On Optimal Truncated Biharmonic Current Waveforms for Class-F and Inverse Class-F Power Amplifiers

In this paper, two-parameter families of periodic current waveforms for class-F and inverse class-F power amplifiers (PAs) are considered. These waveforms are obtained by truncating cosine waveforms composed of dc component and fundamental and either second (k=2) or third (k=3) harmonic. In each period, waveforms are truncated to become zero outside of a prescribed interval (so-called conduction angle). The considered families of waveforms include both discontinuous and continuous waveforms. Fourier series expansion of truncated waveform contains an infinite number of harmonics, although a number of harmonics may be missing.
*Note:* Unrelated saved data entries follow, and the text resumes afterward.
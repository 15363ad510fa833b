//! Router extension for oneshot calls
//!
//! Processes a request against the router directly, without going
//! through the network stack.

use anyhow::Result;
use axum::Router;
use axum::body::Body;
use http::{Request, Response};
use tower::Service;

use crate::core::ServerState;

/// Result type for oneshot API calls
pub type OneshotResult = Result<Response<Body>>;

/// Extension trait for Router to support oneshot calls
#[async_trait::async_trait]
pub trait OneshotRouter {
    async fn oneshot(&mut self, state: &ServerState, request: Request<Body>) -> OneshotResult;
}

#[async_trait::async_trait]
impl OneshotRouter for Router<ServerState> {
    async fn oneshot(&mut self, state: &ServerState, request: Request<Body>) -> OneshotResult {
        let mut svc = self.clone().with_state(state.clone());
        let response = svc.call(request).await?;
        Ok(response)
    }
}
Taking into account common assumptions that for class-F PA the third (n=3) harmonic is missing in current waveform and for inverse class-F PA the second (n=2) harmonic is missing in current waveform, we consider the following four cases: (i) n=k=3, (ii) n=3, k=2, (iii) n=k=2, and (iv) n=2, k=3. We show that, in each of these cases, current waveform enabling maximal efficiency (optimal waveform) of class-F and inverse class-F PA is continuous for all conduction angles of practical interest. Furthermore, we provide closed-form expressions for parameters of optimal current waveforms and maximal efficiency of class-F (inverse class-F) PA in terms of conduction angle only. Two case studies of practical interest for PA design, involving suboptimal current waveforms, along with the results of nonlinear simulation of inverse class-F PA, are also presented.